Public Wireless Available

The University Library, in cooperation with Campus Information Technologies and Educational Services (CITES) , now offers public wireless connectivity for campus visitors.  This service is available in the public areas of most Library facilities.

UI Public Wireless is intended for visitors who have no affiliation with the University.  With a wireless-enabled laptop, visitors can connect to the Internet using a web browser and can send and receive email using an off-campus email server.  Information on getting started is available on the CITES UI Public Wireless website , which also includes a link to all public wireless locations.

Because UI Public Wireless isn’t recommended for campus affiliates , members of the University community should continue to use their active NetID or UI guest account to connect to UIUCnet Wireless , the fully-functional campus wireless network.

Do you have a story you’d like added to the Library News & Events? If so, please contact Heather Murphy ( hmurphy@illinois.edu ).

Bronze Tablets Digitized

Bronze Tablets Digitized and Available for Purchase as Prints

The Library is pleased to announce the digitization of the 80 Bronze Tablets located in the Main Library Hallway. These tablets recognize the sustained academic achievement of a select group of undergraduate students from the Urbana campus. The images and names, which are fully searchable, can be viewed on the Digital Services and Development website.
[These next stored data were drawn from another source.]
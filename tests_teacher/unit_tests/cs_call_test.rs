// Copyright (c) 2024 <Wei Li>.
//
// This source code is licensed under the GNU license found in the
// LICENSE file in the root directory of this source tree.
// 
// A test for validating the effectiveness of call-site sensitivity
// in resolving dynamic call graph edges.

trait Shape {
    fn draw(&self) {}
}

struct Circle;
struct Rectangle;

impl Shape for Circle {
    fn draw(&self) {}
}
impl Shape for Rectangle {
    fn draw(&self) {}
}

fn id(t: Box<&dyn Shape>) -> Box<&dyn Shape> {
    t
}

fn id2(t: Box<&dyn Shape>) -> Box<&dyn Shape> {
    id(t)
}

fn for_cs1() {
    let c = Circle;
    let r = Rectangle;
    let b1 = id(Box::new(&c));
    let b2 = id(Box::new(&r));
    b1.draw();
    b2.draw();
}

fn for_cs2() {
    let c = Circle;
    let r = Rectangle;
    let b1 = id2(Box::new(&c));
    let b2 = id2(Box::new(&r));
    b1.draw();
    b2.draw();
}

fn main() {
    for_cs1();
    for_cs2();
}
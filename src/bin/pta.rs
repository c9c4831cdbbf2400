// Copyright (c) 2024 <Wei Li>.
//
// This source code is licensed under the GNU license found in the
// LICENSE file in the root directory of this source tree.

//! The `pta` command-line entry point: loads a JSON-encoded whole-program
//! IR, runs the pointer analysis, and writes the requested dumps (spec §6).

use std::fs;
use std::process::ExitCode as ProcessExitCode;
use std::time::Duration;

use log::{info, warn};

use pta::error::{AnalysisError, ExitCode};
use pta::ir::json;
use pta::ir::IrProgram;
use pta::options::AnalysisOptions;
use pta::plugin::{InvokedynamicPlugin, MethodTypePlugin, ReflectionPlugin, ResultProcessorPlugin, TaintConfig, TaintPlugin};
use pta::solver::{CancellationToken, Solver, SolverConfig};
use pta::{compare, dump};

fn register_plugins(solver: &mut Solver<json::JsonProgram>, options: &AnalysisOptions) -> Result<(), AnalysisError> {
    let method_type_class = solver.program().hierarchy().type_named("java.lang.invoke.MethodType");
    let taint_marker_class = solver.program().hierarchy().type_named("java.lang.Object");

    for name in &options.plugins {
        match name.as_str() {
            "method-type" => solver.register_plugin(Box::new(MethodTypePlugin::new(method_type_class.clone()))),
            "invokedynamic" => solver.register_plugin(Box::new(InvokedynamicPlugin)),
            "reflection" => solver.register_plugin(Box::new(ReflectionPlugin::new())),
            "result-processor" => solver.register_plugin(Box::new(ResultProcessorPlugin)),
            "taint" => {
                let path = options
                    .taint_config
                    .as_ref()
                    .ok_or_else(|| AnalysisError::Configuration("--plugins taint requires --taint-config".to_string()))?;
                let text = fs::read_to_string(path)
                    .map_err(|e| AnalysisError::Configuration(format!("failed to read '{path}': {e}")))?;
                let config: TaintConfig = serde_json::from_str(&text)
                    .map_err(|e| AnalysisError::Configuration(format!("malformed taint config '{path}': {e}")))?;
                solver.register_plugin(Box::new(TaintPlugin::new(config, taint_marker_class.clone())));
            }
            other => return Err(AnalysisError::Configuration(format!("unknown plug-in '{other}'"))),
        }
    }
    Ok(())
}

fn write_dumps(options: &AnalysisOptions, result: &pta::result::PtaResult<json::JsonProgram>) -> Result<(), AnalysisError> {
    let mut wrote_any = false;
    if let Some(path) = &options.dump_output {
        fs::write(path, dump::dump(result)).map_err(|e| AnalysisError::Configuration(format!("failed to write '{path}': {e}")))?;
        wrote_any = true;
    }
    if let Some(path) = &options.dump_ci_output {
        fs::write(path, dump::dump_ci(result)).map_err(|e| AnalysisError::Configuration(format!("failed to write '{path}': {e}")))?;
        wrote_any = true;
    }
    if !wrote_any && options.expected_file.is_none() {
        print!("{}", dump::dump(result));
    }
    Ok(())
}

fn spawn_time_limit(cancel: CancellationToken, limit: Duration) {
    std::thread::spawn(move || {
        std::thread::sleep(limit);
        cancel.cancel();
    });
}

fn run(options: AnalysisOptions) -> anyhow::Result<()> {
    let program = json::load_program(&options.input)
        .map_err(|e| AnalysisError::Configuration(format!("failed to load '{}': {e}", options.input)))?;

    let config = SolverConfig {
        context_selector: options.context_selector,
        heap_merge_policy: options.heap_merge_policy,
        only_app: options.only_app,
    };

    let cancel = CancellationToken::new();
    if let Some(limit) = options.time_limit {
        spawn_time_limit(cancel.clone(), limit);
    }

    let mut solver = Solver::new(program, config, cancel);
    register_plugins(&mut solver, &options)?;

    info!("starting analysis of '{}'", options.input);
    solver.solve();
    let result = solver.into_result();
    if result.is_incomplete() {
        warn!("analysis was cancelled before reaching a fixed point; the result is partial");
    }

    write_dumps(&options, &result)?;

    if let Some(path) = &options.expected_file {
        let expected = fs::read_to_string(path).map_err(|e| AnalysisError::Configuration(format!("failed to read '{path}': {e}")))?;
        compare::compare(&result, &expected)?;
    }

    Ok(())
}

fn init_logger() {
    if std::env::var("PTA_LOG").is_ok() {
        let env = env_logger::Env::new().filter("PTA_LOG").write_style("PTA_LOG_STYLE");
        env_logger::init_from_env(env);
    } else {
        env_logger::init();
    }
}

fn main() -> ProcessExitCode {
    init_logger();

    let args: Vec<String> = std::env::args().skip(1).collect();
    let options = match AnalysisOptions::parse_from_args(&args) {
        Ok(options) => options,
        Err(err) => {
            eprintln!("{err}");
            return ProcessExitCode::from(ExitCode::Configuration as u8);
        }
    };

    match run(options) {
        Ok(()) => ProcessExitCode::from(ExitCode::Success as u8),
        Err(err) => {
            eprintln!("{err:#}");
            let code = err.downcast_ref::<AnalysisError>().map(ExitCode::from).unwrap_or(ExitCode::Internal);
            ProcessExitCode::from(code as u8)
        }
    }
}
For those interested in purchasing the images, the Library and Illini Union Bookstore (IUB) are partnering to offer full-sized prints of the tablets. Contact the Illini Union Bookstore to order. The unframed prints sell for $60, and the Library and IUB soon hope to offer a framed version. $25 from the sale of each print supports additional digitization work in the Library.

The Library wishes to acknowledge the following individuals for their hard work on this project:

  • Candace Bulkley
  • Tim Cole
  • Matt Cordial
  • Camilla Fulton
  • Myung-Ja Han
  • Betsy Kruger
  • David Vess

Do you have a story you’d like added to the Library News & Events? If so, please contact Heather Murphy ( hmurphy@illinois.edu ).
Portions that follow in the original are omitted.